### EXERCISE:
Return all lines below containing the word "condition".
<<<<
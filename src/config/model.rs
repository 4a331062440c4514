// src/config/model.rs

use std::collections::BTreeMap;
use std::path::PathBuf;

use serde::Deserialize;

use crate::output::DEFAULT_CHUNK_SIZE;
use crate::variables::Variables;

/// Top-level pipeline file as read from TOML.
///
/// ```toml
/// [config]
/// output = "prefixed"
///
/// [default]
/// env = { RUST_LOG = "info" }
///
/// [stage.lint]
/// cmd = "cargo clippy"
///
/// [stage.build]
/// cmd = "cargo build"
/// after = ["lint"]
/// ```
///
/// All sections are optional and have reasonable defaults.
#[derive(Debug, Clone, Deserialize, Default)]
pub struct PipelineConfig {
    /// Run-wide settings from `[config]`.
    #[serde(default)]
    pub config: ConfigSection,

    /// Bindings inherited by every stage, from `[default]`.
    #[serde(default)]
    pub default: DefaultSection,

    /// All stages from `[stage.<name>]`, keyed by stage name.
    #[serde(default)]
    pub stage: BTreeMap<String, StageConfig>,
}

/// `[config]` section.
#[derive(Debug, Clone, Deserialize)]
pub struct ConfigSection {
    /// Pipeline name used in logs.
    #[serde(default = "default_name")]
    pub name: String,

    /// Output mode tag: `"raw"` (default), `"prefixed"` or `"cockpit"`.
    ///
    /// Kept as a string so an unknown tag is reported by validation with the
    /// offending value.
    #[serde(default = "default_output")]
    pub output: String,

    /// Maximum bytes per read from a stage's stdout or stderr.
    #[serde(default = "default_chunk_size")]
    pub chunk_size: usize,

    /// Directory for per-stage `<name>.stdout.log` / `<name>.stderr.log`.
    #[serde(default)]
    pub log_dir: Option<PathBuf>,
}

fn default_name() -> String {
    "pipeline".to_string()
}

fn default_output() -> String {
    "raw".to_string()
}

fn default_chunk_size() -> usize {
    DEFAULT_CHUNK_SIZE
}

impl Default for ConfigSection {
    fn default() -> Self {
        Self {
            name: default_name(),
            output: default_output(),
            chunk_size: default_chunk_size(),
            log_dir: None,
        }
    }
}

/// `[default]` section.
#[derive(Debug, Clone, Deserialize, Default)]
pub struct DefaultSection {
    /// Working directory for stages that do not set their own.
    #[serde(default)]
    pub dir: Option<String>,

    #[serde(default)]
    pub env: Variables,

    #[serde(default)]
    pub variables: Variables,
}

/// `[stage.<name>]` section.
#[derive(Debug, Clone, Deserialize, Default)]
pub struct StageConfig {
    /// Shell command to run. `{{ name }}` placeholders are replaced with
    /// the stage's variables.
    pub cmd: String,

    /// This stage waits for every stage listed here.
    #[serde(default)]
    pub after: Vec<String>,

    /// Working directory; falls back to `default.dir`.
    #[serde(default)]
    pub dir: Option<String>,

    /// Shell command deciding whether the stage runs (exit 0 = run).
    #[serde(default)]
    pub condition: Option<String>,

    /// If true, a failure of this stage does not stop its dependents.
    #[serde(default)]
    pub allow_failure: bool,

    /// Environment entries layered over `default.env`.
    #[serde(default)]
    pub env: Variables,

    /// Variables layered over `default.variables`.
    #[serde(default)]
    pub variables: Variables,
}
// src/cli.rs

//! CLI argument parsing using `clap`.

use clap::{Parser, ValueEnum};

/// Command-line arguments for `taskpipe`.
#[derive(Debug, Clone, Parser)]
#[command(
    name = "taskpipe",
    version,
    about = "Run a pipeline of shell stages along their dependency graph.",
    long_about = None
)]
pub struct CliArgs {
    /// Path to the pipeline file (TOML).
    ///
    /// Default: `Taskpipe.toml` in the current working directory.
    #[arg(long, value_name = "PATH", default_value = "Taskpipe.toml")]
    pub config: String,

    /// Output mode (raw, prefixed, cockpit). Overrides `[config].output`.
    #[arg(long, value_name = "FORMAT")]
    pub output: Option<String>,

    /// Logging level (error, warn, info, debug, trace).
    ///
    /// If omitted, `TASKPIPE_LOG` or a default level will be used.
    #[arg(long, value_enum, value_name = "LEVEL")]
    pub log_level: Option<LogLevel>,

    /// Disable coloured output.
    #[arg(long)]
    pub no_color: bool,

    /// Parse + validate, print the stage graph, but don't run anything.
    #[arg(long)]
    pub dry_run: bool,
}

/// Log level as exposed on the CLI.
#[derive(Debug, Copy, Clone, ValueEnum)]
pub enum LogLevel {
    Error,
    Warn,
    Info,
    Debug,
    Trace,
}

/// Convenience wrapper around `CliArgs::parse()`.
pub fn parse() -> CliArgs {
    CliArgs::parse()
}
// tests/shell_pipeline.rs
#![cfg(unix)]

use std::sync::Arc;
use std::time::{Duration, Instant};

use taskpipe::exec::{ExecutorBackend, ShellExecutor};
use taskpipe::output::{MemoryBuffer, OutputConfig, SharedWriter, TaskOutput};
use taskpipe::scheduler::{ExecutionGraph, Scheduler, Stage, StageStatus};
use taskpipe::types::OutputFormat;
use taskpipe_test_utils::builders::{PipelineConfigBuilder, StageConfigBuilder};
use taskpipe_test_utils::{init_tracing, with_timeout};

type TestResult = Result<(), Box<dyn std::error::Error>>;

#[tokio::test]
async fn shell_pipeline_end_to_end() -> TestResult {
    init_tracing();

    let workdir = tempfile::tempdir()?;
    let cfg = PipelineConfigBuilder::new()
        .with_name("e2e")
        .with_default_dir(workdir.path().to_str().unwrap())
        .with_default_variable("greeting", "hello")
        .with_stage(
            "write",
            StageConfigBuilder::new("echo {{ greeting }} > note.txt; echo written; echo warned >&2")
                .build(),
        )
        .with_stage(
            "read",
            StageConfigBuilder::new("cat note.txt; echo \"mode=$MODE\"")
                .env("MODE", "test")
                .after("write")
                .build(),
        )
        .with_stage(
            "gated",
            StageConfigBuilder::new("echo should not run")
                .condition("test -f does-not-exist")
                .after("write")
                .build(),
        )
        .with_stage(
            "fails",
            StageConfigBuilder::new("exit 4")
                .allow_failure(true)
                .after("read")
                .build(),
        )
        .build();
    let graph = ExecutionGraph::from_config(&cfg)?;

    let buf = MemoryBuffer::new();
    let output = Arc::new(TaskOutput::new(
        OutputFormat::Prefixed,
        OutputConfig::to_writer(SharedWriter::new(buf.clone())),
    ));
    let executor: Arc<dyn ExecutorBackend> = Arc::new(ShellExecutor::new());
    let scheduler = Scheduler::new(executor, Arc::clone(&output));

    let summary = with_timeout(scheduler.schedule(&graph)).await?;

    assert!(summary.is_success());
    assert_eq!(summary.status_of("write"), Some(StageStatus::Done));
    assert_eq!(summary.status_of("read"), Some(StageStatus::Done));
    assert_eq!(summary.status_of("gated"), Some(StageStatus::Skipped));
    assert_eq!(summary.status_of("fails"), Some(StageStatus::Error));
    assert_eq!(summary.get("fails").unwrap().exit_code, Some(4));

    let read = summary.get("read").unwrap();
    assert_eq!(read.output, b"hello\nmode=test\n");

    let write = graph.require("write")?;
    assert_eq!(write.log.stdout.contents(), b"written\n");
    assert_eq!(write.log.stderr.contents(), b"warned\n");

    let text = buf.contents_lossy();
    assert!(text.contains("Running stage read\n"));
    assert!(text.contains("read  | hello\n"));
    assert!(text.contains("Finished stage fails (error) in "));
    assert!(!text.contains("should not run"));
    assert!(output.is_closed());
    Ok(())
}

#[tokio::test]
async fn cancel_stops_commands_started_by_the_shell() -> TestResult {
    init_tracing();

    let graph = ExecutionGraph::new(
        "cancel-shell",
        vec![Stage::new("slow", "sleep 5; echo done")],
    )?;
    let output = Arc::new(TaskOutput::new(
        OutputFormat::Raw,
        OutputConfig::to_writer(SharedWriter::new(MemoryBuffer::new())),
    ));
    let executor: Arc<dyn ExecutorBackend> = Arc::new(ShellExecutor::new());
    let scheduler = Arc::new(Scheduler::new(executor, output));

    let run = {
        let scheduler = Arc::clone(&scheduler);
        let graph = Arc::clone(&graph);
        tokio::spawn(async move { scheduler.schedule(&graph).await })
    };

    tokio::time::sleep(Duration::from_millis(300)).await;
    let cancelled_at = Instant::now();
    scheduler.cancel();

    let summary = with_timeout(run).await??;
    assert!(
        cancelled_at.elapsed() < Duration::from_secs(2),
        "run took {:?} to stop after cancel",
        cancelled_at.elapsed()
    );
    assert_eq!(summary.status_of("slow"), Some(StageStatus::Canceled));
    assert!(summary.get("slow").unwrap().output.is_empty());
    Ok(())
}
>>>>
### RESPONSE AREA:
    pub condition: Option<String>,
                .condition("test -f does-not-exist")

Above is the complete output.